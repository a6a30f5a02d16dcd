//! Class-diagram editing engine.
//!
//! Keeps a name-indexed model of class and interface boxes, attaches typed
//! relationship connectors to their boundaries and keeps them attached as
//! boxes move, and saves/restores diagrams as JSON.

pub mod builder;
pub mod canvas;
pub mod connector;
pub mod diagram;
pub mod error;
pub mod geometry;
pub mod model;
pub mod persist;
pub mod settings;
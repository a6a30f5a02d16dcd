//! One builder per relationship kind.
//!
//! Builders share the attach-and-connect algorithm through the provided
//! methods of [`RelationshipBuilder`]; each kind only decides how the end of
//! the connector is decorated. A builder is armed when its tool is selected
//! and handles a single live relationship per activation.

use eframe::egui;
use log::{debug, warn};

use crate::canvas::{Canvas, Fill};
use crate::connector::{ConnectorLayout, Decoration, DecorationShape, RelationshipVisual};
use crate::error::{DiagramError, Result};
use crate::geometry;
use crate::model::{Relationship, RelationshipDetails, RelationshipId, RelationshipKind};

/// A node's name and current box, as seen by a builder.
#[derive(Clone, Debug, PartialEq)]
pub struct NodeBox {
    pub name: String,
    pub rect: egui::Rect,
}

impl NodeBox {
    pub fn new(name: impl Into<String>, rect: egui::Rect) -> Self {
        Self {
            name: name.into(),
            rect,
        }
    }
}

#[derive(Clone, Debug)]
pub struct BuiltRelationship {
    pub relationship: Relationship,
    pub visual: RelationshipVisual,
}

pub trait RelationshipBuilder {
    fn kind(&self) -> RelationshipKind;

    fn is_enabled(&self) -> bool;

    /// Clears the enabled flag and reports whether it was set.
    fn disarm(&mut self) -> bool;

    /// Decoration for a connector between the two boundary points, and the
    /// point where the line itself stops.
    fn decorate(
        &self,
        start_point: egui::Pos2,
        end_point: egui::Pos2,
    ) -> (Option<Decoration>, egui::Pos2);

    /// Full connector geometry for the given node boxes.
    fn layout(&self, start: egui::Rect, end: egui::Rect) -> ConnectorLayout {
        let start_point = geometry::closest_boundary_point(start, end);
        let end_point = geometry::closest_boundary_point(end, start);
        let (decoration, line_end) = self.decorate(start_point, end_point);
        ConnectorLayout::new(start_point, end_point, line_end, decoration)
    }

    /// Builds a relationship between two live nodes.
    ///
    /// The builder disarms itself before anything else, so a second call in
    /// the same activation fails with [`DiagramError::BuilderSpent`] and
    /// touches nothing.
    fn create_relationship(
        &mut self,
        canvas: &mut dyn Canvas,
        id: RelationshipId,
        start: &NodeBox,
        end: &NodeBox,
        details: RelationshipDetails,
    ) -> Result<BuiltRelationship> {
        if !self.disarm() {
            return Err(DiagramError::BuilderSpent(self.kind()));
        }
        let relationship = Relationship::new(id, self.kind(), &start.name, &end.name, details);
        Ok(self.connect(canvas, relationship, start.rect, end.rect))
    }

    /// Rebuilds the visual for a stored record, resolving both endpoints by
    /// name. Nothing reaches the canvas unless both names resolve.
    fn create_relationship_from_model(
        &mut self,
        canvas: &mut dyn Canvas,
        record: &Relationship,
        resolve: &dyn Fn(&str) -> Option<NodeBox>,
    ) -> Result<BuiltRelationship> {
        let Some(start) = resolve(&record.start_name) else {
            warn!(kind:% = self.kind(), name = record.start_name.as_str(); "Start element not found");
            return Err(DiagramError::MissingEndpoint(record.start_name.clone()));
        };
        let Some(end) = resolve(&record.end_name) else {
            warn!(kind:% = self.kind(), name = record.end_name.as_str(); "End element not found");
            return Err(DiagramError::MissingEndpoint(record.end_name.clone()));
        };
        let mut relationship = record.clone();
        relationship.kind = self.kind();
        Ok(self.connect(canvas, relationship, start.rect, end.rect))
    }

    fn connect(
        &self,
        canvas: &mut dyn Canvas,
        relationship: Relationship,
        start: egui::Rect,
        end: egui::Rect,
    ) -> BuiltRelationship {
        let layout = self.layout(start, end);
        debug!(
            kind:% = relationship.kind,
            start = relationship.start_name.as_str(),
            end = relationship.end_name.as_str();
            "Connecting relationship"
        );
        let visual = RelationshipVisual::attach(canvas, &relationship, layout);
        BuiltRelationship {
            relationship,
            visual,
        }
    }
}

fn diamond(start_point: egui::Pos2, end_point: egui::Pos2, fill: Fill) -> (Option<Decoration>, egui::Pos2) {
    let points = geometry::diamond_points(end_point, start_point);
    let line_end = geometry::closest_vertex_on_shape(&points, start_point).unwrap_or(end_point);
    let decoration = Decoration {
        shape: DecorationShape::Diamond,
        points: points.to_vec(),
        fill,
    };
    (Some(decoration), line_end)
}

#[derive(Debug)]
pub struct AssociationBuilder {
    enabled: bool,
}

impl AssociationBuilder {
    pub fn armed() -> Self {
        Self { enabled: true }
    }
}

impl RelationshipBuilder for AssociationBuilder {
    fn kind(&self) -> RelationshipKind {
        RelationshipKind::Association
    }

    fn is_enabled(&self) -> bool {
        self.enabled
    }

    fn disarm(&mut self) -> bool {
        std::mem::replace(&mut self.enabled, false)
    }

    fn decorate(
        &self,
        _start_point: egui::Pos2,
        end_point: egui::Pos2,
    ) -> (Option<Decoration>, egui::Pos2) {
        (None, end_point)
    }
}

/// Hollow diamond at the whole's end.
#[derive(Debug)]
pub struct AggregationBuilder {
    enabled: bool,
}

impl AggregationBuilder {
    pub fn armed() -> Self {
        Self { enabled: true }
    }
}

impl RelationshipBuilder for AggregationBuilder {
    fn kind(&self) -> RelationshipKind {
        RelationshipKind::Aggregation
    }

    fn is_enabled(&self) -> bool {
        self.enabled
    }

    fn disarm(&mut self) -> bool {
        std::mem::replace(&mut self.enabled, false)
    }

    fn decorate(
        &self,
        start_point: egui::Pos2,
        end_point: egui::Pos2,
    ) -> (Option<Decoration>, egui::Pos2) {
        diamond(start_point, end_point, Fill::Background)
    }
}

/// Same as aggregation with a solid diamond.
#[derive(Debug)]
pub struct CompositionBuilder {
    enabled: bool,
}

impl CompositionBuilder {
    pub fn armed() -> Self {
        Self { enabled: true }
    }
}

impl RelationshipBuilder for CompositionBuilder {
    fn kind(&self) -> RelationshipKind {
        RelationshipKind::Composition
    }

    fn is_enabled(&self) -> bool {
        self.enabled
    }

    fn disarm(&mut self) -> bool {
        std::mem::replace(&mut self.enabled, false)
    }

    fn decorate(
        &self,
        start_point: egui::Pos2,
        end_point: egui::Pos2,
    ) -> (Option<Decoration>, egui::Pos2) {
        diamond(start_point, end_point, Fill::Foreground)
    }
}

/// Hollow triangle pointing at the parent; the line stops at its base.
#[derive(Debug)]
pub struct InheritanceBuilder {
    enabled: bool,
}

impl InheritanceBuilder {
    pub fn armed() -> Self {
        Self { enabled: true }
    }
}

impl RelationshipBuilder for InheritanceBuilder {
    fn kind(&self) -> RelationshipKind {
        RelationshipKind::Inheritance
    }

    fn is_enabled(&self) -> bool {
        self.enabled
    }

    fn disarm(&mut self) -> bool {
        std::mem::replace(&mut self.enabled, false)
    }

    fn decorate(
        &self,
        start_point: egui::Pos2,
        end_point: egui::Pos2,
    ) -> (Option<Decoration>, egui::Pos2) {
        let rotation = geometry::triangle_rotation(start_point, end_point);
        let decoration = Decoration {
            shape: DecorationShape::Triangle,
            points: geometry::triangle_points(end_point, rotation).to_vec(),
            fill: Fill::Background,
        };
        let base = geometry::triangle_base_midpoint(end_point, rotation);
        (Some(decoration), base)
    }
}

/// An armed builder for `kind`.
pub fn builder_for(kind: RelationshipKind) -> Box<dyn RelationshipBuilder> {
    match kind {
        RelationshipKind::Association => Box::new(AssociationBuilder::armed()),
        RelationshipKind::Aggregation => Box::new(AggregationBuilder::armed()),
        RelationshipKind::Composition => Box::new(CompositionBuilder::armed()),
        RelationshipKind::Inheritance => Box::new(InheritanceBuilder::armed()),
    }
}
....................
» **WHAT THIS TASK INVOLVES**
If a line in the entries contains "with", copy it.

» **RESPONSE AREA**
    /// the same activation fails with [`DiagramError::BuilderSpent`] and
/// Same as aggregation with a solid diamond.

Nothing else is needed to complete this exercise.